Many patients are told by their doctors that they must take psychiatric medications long term in order to prevent a ‘relapse’ of their underlying mental health condition. The evidence supporting this view comes from so called “relapse prevention studies”. Unfortunately, these studies are completely useless. This is because most of them make no effort to distinguish between ‘relapse’ and withdrawal.
Relapse prevention studies are conducted by dividing patients taking psychiatric drugs into two groups. One group continues their medication as usual. The second group has their medication abruptly replaced with a placebo. Any deterioration in the placebo group is then treated as evidence of ‘relapse’ and used to justify what is often lifelong psychiatric drug treatment. Check out this helpful video from Dr Josef Witt Doerring, in which he breaks down the problems with relapse prevention studies.

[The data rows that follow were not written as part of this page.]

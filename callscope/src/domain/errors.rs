//! Structured error types for callscope
//!
//! Using thiserror for automatic Display implementation and error chaining.

use super::types::ThreadId;
use thiserror::Error;

/// Failure while decoding a binary event frame
#[derive(Error, Debug, Clone, PartialEq, Eq)]
pub enum DecodeError {
    #[error("Truncated frame: needed {needed} bytes at offset {offset}, frame has {len}")]
    Truncated {
        offset: usize,
        needed: usize,
        len: usize,
    },

    #[error("Invalid UTF-8 string at offset {offset}")]
    InvalidString { offset: usize },

    #[error("Invalid parameter type {tag:#04x} at offset {offset}")]
    InvalidParameter { tag: u8, offset: usize },
}

/// A stack sample that contradicts the known thread lifecycle
#[derive(Error, Debug, Clone, PartialEq, Eq)]
pub enum SamplingError {
    #[error("{0} received a sample after it terminated")]
    ThreadTerminated(ThreadId),

    #[error("{thread} moved back to state {state}")]
    InvalidState { thread: ThreadId, state: String },
}

/// No profiling data was recorded yet
#[derive(Error, Debug, Clone, Copy, PartialEq, Eq)]
#[error("No profiling data available")]
pub struct NoDataAvailable;

#[derive(Error, Debug)]
pub enum ExportError {
    #[error(transparent)]
    Io(#[from] std::io::Error),

    #[error(transparent)]
    Json(#[from] serde_json::Error),

    #[error(transparent)]
    Csv(#[from] csv::Error),
}

#[derive(Error, Debug)]
pub enum RecordingError {
    #[error("Failed to parse recording line {line}: {source}")]
    Parse {
        line: usize,
        #[source]
        source: serde_json::Error,
    },

    #[error("Recording is empty (missing header line)")]
    Empty,

    #[error("Recording line {line} does not match a {format} recording")]
    UnexpectedRecord { line: usize, format: &'static str },

    #[error(transparent)]
    Sampling(#[from] SamplingError),

    #[error(transparent)]
    NoData(#[from] NoDataAvailable),

    #[error(transparent)]
    Io(#[from] std::io::Error),
}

Abruptly discontinuing a psychiatric drug is very likely to cause withdrawal symptoms, particularly if it has been taken for many years. Some withdrawal effects, such as brain zaps, digestive problems and blurred vision, aren’t typically regarded as symptoms of any underlying mental health diagnosis. However, withdrawal symptoms like anxiety, depression and panic can closely mimic those of a mental health condition. Nonetheless, researchers conducting relapse prevention studies usually fail to distinguish between symptoms caused by withdrawal and those attributable to ‘relapse’. In relation to antidepressants, Dr Horowitz summarises the evidence as follows:
In these discontinuation studies people have their antidepressants stopped abruptly, or rapidly, making withdrawal symptoms very likely, and little effort is made to measure withdrawal symptoms or distinguish them from relapse. We conclude that there is currently no robust evidence for the relapse prevention properties of antidepressants, and current guidance might need to be re-evaluated.
When people quit smoking, they often experience symptoms like irritability and anxiety as a result of nicotine withdrawal. But doctors never advise people to keep smoking on the basis that cigarettes are preventing a ‘relapse’ of anxiety or irritability. We understand that these are withdrawal symptoms caused by physical dependence on nicotine, not a reemergence of an underlying anxiety disorder that was being helpfully corrected by smoking.
In the same way, when people abruptly stop taking psychiatric medications they are likely to experience withdrawal symptoms. But this is evidence of physical dependence on the drug, not proof that psychiatric medications are correcting or controlling an underlying mental health condition. In both cases, the solution is to minimise withdrawal symptoms by reducing the dependence forming substance in a gradual and tolerable way, not to conclude that it is essential and must be taken on a permanent basis.
Given that we have known for decades that abrupt cessation of psychiatric drugs can cause withdrawal symptoms, it's frankly astonishing that researchers conducting relapse prevention studies have failed to take withdrawal into consideration. As a result, most of the literature on this subject just isn’t worth the paper it’s written on.